Pois hoje, senhores incréus como eu,
é dia dedicado a são Brás, epíscopo e
mártir, cujos feitos em vida ignoro,
mas cuja bênção nos livra de sufocações, desde o simples pigarro tabagista até o câncer letal.
Há 11 anos venho lembrando este
santo, que não chega a ser popular
como santo Antônio, são Jorge ou são
João, nem sofisticado como santo
Agostinho, mas é de comprovada eficácia "a malo gutteris" (males da
garganta), como diz a oração que o
invoca neste abençoado dia.
Já reclamaram que eu insisto em
lembrar os ossos de Dana de Teffé. E
nada demais que lembre também esse santo que nos livra de ossos inconvenientes entalados em nossas goelas.
Parece que hoje, devido à eficiência
de são Brás, há menos sufocações,
menos tosses e pigarros.
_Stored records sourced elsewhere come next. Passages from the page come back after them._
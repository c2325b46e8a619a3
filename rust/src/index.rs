//! Activity name interning.
//!
//! Maps activity names to dense integer handles so the graph can store its
//! nodes in a `Vec` and refer to neighbours by index.

use rustc_hash::FxHashMap;

/// Handle of an activity inside an [`ActivityIndex`] (and the graph arena).
pub type ActivityId = u32;

/// Bidirectional name <-> handle mapping. Handles are assigned in first-seen order.
#[derive(Debug, Clone, Default)]
pub struct ActivityIndex {
    ids: FxHashMap<String, ActivityId>,
    names: Vec<String>,
}

impl ActivityIndex {
    /// Look up `name`, assigning the next handle if it has not been seen.
    ///
    /// Returns the handle and whether it was newly created.
    pub fn get_or_insert(&mut self, name: &str) -> (ActivityId, bool) {
        if let Some(&id) = self.ids.get(name) {
            return (id, false);
        }
        let id = self.names.len() as ActivityId;
        self.names.push(name.to_string());
        self.ids.insert(name.to_string(), id);
        (id, true)
    }

    #[inline]
    pub fn get(&self, name: &str) -> Option<ActivityId> {
        self.ids.get(name).copied()
    }

    /// Name for a handle. Handles always come from this index, so an unknown
    /// handle resolves to an empty string rather than panicking.
    #[inline]
    pub fn name(&self, id: ActivityId) -> &str {
        self.names.get(id as usize).map(String::as_str).unwrap_or("")
    }

    /// Names in handle (insertion) order.
    pub fn names(&self) -> impl Iterator<Item = &str> {
        self.names.iter().map(String::as_str)
    }

    pub fn len(&self) -> usize {
        self.names.len()
    }

    pub fn is_empty(&self) -> bool {
        self.names.is_empty()
    }
}

#[cfg(test)]
mod tests {
    use super::*;

    #[test]
    fn test_handles_assigned_in_first_seen_order() {
        let mut index = ActivityIndex::default();

        let (start, created_start) = index.get_or_insert("Start");
        let (a, created_a) = index.get_or_insert("A");
        let (again, created_again) = index.get_or_insert("Start");

        assert_eq!((start, a), (0, 1));
        assert!(created_start && created_a);
        assert_eq!(again, start);
        assert!(!created_again);
        assert_eq!(index.len(), 2);
    }

    #[test]
    fn test_lookup_and_names() {
        let mut index = ActivityIndex::default();
        assert!(index.is_empty());
        index.get_or_insert("A");
        index.get_or_insert("B");

        assert_eq!(index.get("B"), Some(1));
        assert_eq!(index.get("missing"), None);
        assert_eq!(index.name(0), "A");
        assert_eq!(index.name(42), "");
        assert_eq!(index.names().collect::<Vec<_>>(), vec!["A", "B"]);
    }
}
Na minha
infância, era comum o sujeito se levantar da mesa, apoplético, com a
mão no pescoço, olhos esbugalhados,
vendo a vida por um fio.
Vinha então um samaritano de circunstância, dava uma porrada nas
costas do sufocado e invocava o santo. O efeito era fulminante, ou por
causa do santo ou da porrada.
Havia remédios da medicina oficial
e alternativa para os males da garganta, xaropes miraculosos, pastilhas
salvadoras, em casos mais complicados, cirurgias igualmente complicadas. Mas o remédio à mão, mais barato, de comprovada ação instantânea, era o epíscopo e mártir que viveu
no ano 300 e qualquer coisa, não tenho certeza.
O único problema da santificada
terapia era o efeito colateral provocado pela porrada. Na rua em que eu
morava, havia um espanhol que tinha o apelido de Arranca. Sua especialidade era invocar o santo, dando
um soco de baixo para cima nas costas do infeliz. Um tal de Sacadura, vizinho nosso, atrapalhou-se com um
osso de galinha. Não morreu sufocado, mas ficou corcunda.